A slew of changes in retail operations and global trade flows are going to push third-party logistics to new heights over the next five years.
New research recently released by BlueWeave Consulting shows the global third-party logistics market was worth US$957.3 billion in 2020. The research firm estimates it will grow at a compound annual growth rate (CAGR) of 7.9 percent, earning revenue of around $1,573.8 billion by the end of 2027.
The growth of e-commerce, increasing demand for effective inventory management and enhanced working capital, booming e-commerce, growing globalization, and trade activities, as well as the increase in seaborne trades are all factoring into the need for 3PL services.
According to the International Air Transport Association (IATA), e-commerce accounted for 18 percent of total retail sales in 2020. IATA also stated that air cargo represents about 35 percent of global trade. Furthermore, the International Post Corporation (IPC) reports that eCommerce grew by 141 percent from 2016 to 2020. Third-party logistics are expected to grow at a rapid rate during the forecast period due to the rapid growth of e-commerce.
AI and blockchain
Industry 4.0 has revolutionized the logistics industry with blockchain and artificial intelligence implementations. Amazon, DHL, FedEx, and others are using blockchain and AI not only to manage their inventories and streamline their supply chains, but also to reduce carbon emissions, cut operating costs, and increase security. The growing penetration of blockchain and AI in the logistics industry is expected to create opportunities for the growth of the global third-party logistics market in the coming years.
Road transport is expected to dominate the global third party logistics market during forecast period of 2021-2027. The growing focus on developing a logistics network and forming public-private partnerships for highway construction is boosting the rise of 3PL services. On the other hand, the airways segment will likely be the the fastest-growing segment during the forecast period.
The Asia Pacific region accounted for the maximum revenue share in 2020 and is expected to emerge as the fastest-growing regional market during the forecast period. An increasing number of trans-regional trade corridors and gateways will give 3PL providers more opportunities in the APAC region. The forecast period is likely to witness continued investment in trains, bridges, and airways across the region’s emerging economies, which will boost warehousing and logistics demand.
During the pandemic and subsequent lockdown, the logistics industry was one of the hardest hit. During the resumption of trade, the meteoric rise in demand for medical and healthcare supply derailed supply chains.

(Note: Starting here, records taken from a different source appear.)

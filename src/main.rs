use clap::Parser;

use profile_sync::cli::{self, Cli};
use profile_sync::logging::init_tracing;

#[tokio::main(flavor = "current_thread")]
async fn main() -> anyhow::Result<()> {
    let cli = Cli::parse();
    init_tracing();

    let notices = cli::run(cli).await?;
    if notices > 0 {
        std::process::exit(1);
    }
    Ok(())
}
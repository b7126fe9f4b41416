//! Shared test utilities and mock infrastructure.

#![allow(dead_code, unused_imports)]

pub mod mock_server;

use std::collections::VecDeque;
use std::net::TcpListener;
use std::sync::Arc;
use std::time::{Duration, Instant};

use async_trait::async_trait;
use chrono::{TimeZone, Utc};
use parking_lot::Mutex;
use tokio::sync::{mpsc, oneshot};

use profile_sync::api::{ApiError, ProfilesApi};
use profile_sync::config::TabLayout;
use profile_sync::model::{
    ActivityPredicate, FollowPredicate, Photo, PhotoUpload, Profile, ProfileUpdate, UserActivity,
};
use profile_sync::notify::{notice_channel, Notice};
use profile_sync::profile::ProfileStore;
use profile_sync::session::{SessionState, SessionUser};

pub type Reply<T> = Result<T, ApiError>;

/// Find an available port for testing.
pub fn free_port() -> u16 {
    let listener = TcpListener::bind("127.0.0.1:0").expect("Failed to bind to free port");
    listener.local_addr().unwrap().port()
}

/// Poll `condition` until it holds, failing the test after two seconds.
pub async fn wait_until(mut condition: impl FnMut() -> bool) {
    let deadline = Instant::now() + Duration::from_secs(2);
    while !condition() {
        assert!(Instant::now() < deadline, "condition not met within 2s");
        tokio::time::sleep(Duration::from_millis(5)).await;
    }
}

/// Give spawned tasks a chance to run.
pub async fn settle() {
    tokio::time::sleep(Duration::from_millis(50)).await;
}

pub fn server_error() -> ApiError {
    ApiError::Status {
        status: 500,
        message: "Internal Server Error".to_string(),
    }
}

// -- Fixtures -----------------------------------------------------------------

pub fn photo(id: &str, is_main: bool) -> Photo {
    Photo {
        id: id.to_string(),
        url: format!("https://img.example.com/{}.jpg", id),
        is_main,
    }
}

pub fn profile(username: &str) -> Profile {
    let mut display_name = username.to_string();
    if let Some(first) = display_name.get_mut(0..1) {
        first.make_ascii_uppercase();
    }
    Profile::new(username, display_name)
}

/// A profile with photos `p1` (main) and `p2`.
pub fn profile_with_photos(username: &str) -> Profile {
    let mut profile = profile(username);
    profile.photos = vec![photo("p1", true), photo("p2", false)];
    profile.image = Some(photo("p1", true).url);
    profile.followers_count = 10;
    profile.following_count = 2;
    profile
}

pub fn activity(id: &str, title: &str) -> UserActivity {
    UserActivity {
        id: id.to_string(),
        title: title.to_string(),
        category: "music".to_string(),
        date: Utc.with_ymd_and_hms(2024, 5, 1, 20, 0, 0).unwrap(),
    }
}

pub fn signed_in(username: &str) -> SessionState {
    SessionState::signed_in(SessionUser::new(username, profile(username).display_name))
}

/// Build a store over `api` with the default tab layout.
pub fn store_with(
    api: Arc<MockApi>,
    session: SessionState,
) -> (ProfileStore, mpsc::UnboundedReceiver<Notice>) {
    let (notifier, notices) = notice_channel();
    let store = ProfileStore::new(api, session, Arc::new(notifier), TabLayout::default());
    (store, notices)
}

pub fn drain(notices: &mut mpsc::UnboundedReceiver<Notice>) -> Vec<String> {
    let mut messages = Vec::new();
    while let Ok(notice) = notices.try_recv() {
        messages.push(notice.message);
    }
    messages
}

// -- Scripted API -------------------------------------------------------------

/// A recorded call to [`MockApi`].
#[derive(Debug, Clone, PartialEq, Eq)]
pub enum Call {
    Get(String),
    UploadPhoto(String),
    SetMainPhoto(String),
    DeletePhoto(String),
    Update(String),
    UpdateProfile(ProfileUpdate),
    Follow(String),
    Unfollow(String),
    ListFollowings(String, FollowPredicate),
    ListActivities(String, Option<ActivityPredicate>),
}

enum Step<T> {
    Now(Reply<T>),
    Gate(oneshot::Receiver<Reply<T>>),
}

struct Script<T>(Mutex<VecDeque<Step<T>>>);

impl<T> Default for Script<T> {
    fn default() -> Self {
        Self(Mutex::new(VecDeque::new()))
    }
}

impl<T> Script<T> {
    fn reply(&self, reply: Reply<T>) {
        self.0.lock().push_back(Step::Now(reply));
    }

    fn gate(&self) -> oneshot::Sender<Reply<T>> {
        let (tx, rx) = oneshot::channel();
        self.0.lock().push_back(Step::Gate(rx));
        tx
    }

    async fn next(&self, fallback: impl FnOnce() -> Reply<T>) -> Reply<T> {
        let step = self.0.lock().pop_front();
        match step {
            Some(Step::Now(reply)) => reply,
            Some(Step::Gate(rx)) => rx
                .await
                .unwrap_or_else(|_| Err(ApiError::InvalidRequest("gate dropped".to_string()))),
            None => fallback(),
        }
    }
}

/// In-memory [`ProfilesApi`] with scripted replies.
///
/// Replies are consumed in call order per endpoint group. Gated replies
/// stay pending until the test sends through the returned sender.
/// Unscripted calls fall back to: 404 for `get`, 500 for uploads, success
/// for writes and empty lists.
#[derive(Default)]
pub struct MockApi {
    calls: Mutex<Vec<Call>>,
    profiles: Script<Profile>,
    photos: Script<Photo>,
    writes: Script<()>,
    followings: Script<Vec<Profile>>,
    activities: Script<Vec<UserActivity>>,
}

impl MockApi {
    pub fn new() -> Arc<Self> {
        Arc::new(Self::default())
    }

    pub fn reply_profile(&self, reply: Reply<Profile>) {
        self.profiles.reply(reply);
    }

    pub fn gate_profile(&self) -> oneshot::Sender<Reply<Profile>> {
        self.profiles.gate()
    }

    pub fn reply_photo(&self, reply: Reply<Photo>) {
        self.photos.reply(reply);
    }

    /// Script the next set-main/delete/update/follow/unfollow call.
    pub fn reply_write(&self, reply: Reply<()>) {
        self.writes.reply(reply);
    }

    pub fn reply_followings(&self, reply: Reply<Vec<Profile>>) {
        self.followings.reply(reply);
    }

    pub fn gate_followings(&self) -> oneshot::Sender<Reply<Vec<Profile>>> {
        self.followings.gate()
    }

    pub fn reply_activities(&self, reply: Reply<Vec<UserActivity>>) {
        self.activities.reply(reply);
    }

    pub fn calls(&self) -> Vec<Call> {
        self.calls.lock().clone()
    }

    pub fn following_calls(&self) -> Vec<(String, FollowPredicate)> {
        self.calls
            .lock()
            .iter()
            .filter_map(|call| match call {
                Call::ListFollowings(username, predicate) => Some((username.clone(), *predicate)),
                _ => None,
            })
            .collect()
    }

    fn record(&self, call: Call) {
        self.calls.lock().push(call);
    }
}

#[async_trait]
impl ProfilesApi for MockApi {
    async fn get(&self, username: &str) -> Result<Profile, ApiError> {
        self.record(Call::Get(username.to_string()));
        self.profiles
            .next(|| {
                Err(ApiError::Status {
                    status: 404,
                    message: "Not Found".to_string(),
                })
            })
            .await
    }

    async fn upload_photo(&self, upload: PhotoUpload) -> Result<Photo, ApiError> {
        self.record(Call::UploadPhoto(upload.file_name));
        self.photos.next(|| Err(server_error())).await
    }

    async fn set_main_photo(&self, photo_id: &str) -> Result<(), ApiError> {
        self.record(Call::SetMainPhoto(photo_id.to_string()));
        self.writes.next(|| Ok(())).await
    }

    async fn delete_photo(&self, photo_id: &str) -> Result<(), ApiError> {
        self.record(Call::DeletePhoto(photo_id.to_string()));
        self.writes.next(|| Ok(())).await
    }

    async fn update(&self, profile: &Profile) -> Result<(), ApiError> {
        self.record(Call::Update(profile.username.clone()));
        self.writes.next(|| Ok(())).await
    }

    async fn update_profile(&self, update: &ProfileUpdate) -> Result<(), ApiError> {
        self.record(Call::UpdateProfile(update.clone()));
        self.writes.next(|| Ok(())).await
    }

    async fn follow(&self, username: &str) -> Result<(), ApiError> {
        self.record(Call::Follow(username.to_string()));
        self.writes.next(|| Ok(())).await
    }

    async fn unfollow(&self, username: &str) -> Result<(), ApiError> {
        self.record(Call::Unfollow(username.to_string()));
        self.writes.next(|| Ok(())).await
    }

    async fn list_followings(
        &self,
        username: &str,
        predicate: FollowPredicate,
    ) -> Result<Vec<Profile>, ApiError> {
        self.record(Call::ListFollowings(username.to_string(), predicate));
        self.followings.next(|| Ok(Vec::new())).await
    }

    async fn list_activities(
        &self,
        username: &str,
        predicate: Option<ActivityPredicate>,
    ) -> Result<Vec<UserActivity>, ApiError> {
        self.record(Call::ListActivities(username.to_string(), predicate));
        self.activities.next(|| Ok(Vec::new())).await
    }
}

Moreover, the shortage of labour negatively affected the market for third-party logistics in 2020.
Logistics industry experienced a rollercoaster ride in 2020 as World Trade Organization (WTO) estimated that global trades declined by 9.2 percent. In addition, the WTO estimated a 7.2 percent increase in world trade in 2021; however, a severe second wave of Covid-19 and the ongoing issue of freight shortages have hindered this growth.
Freight costs have increased and are expected to remain high until 2023. Moreover, the freight issue is not expected to be resolved until the first half of 2022, halting the recovery of the third-party logistics market.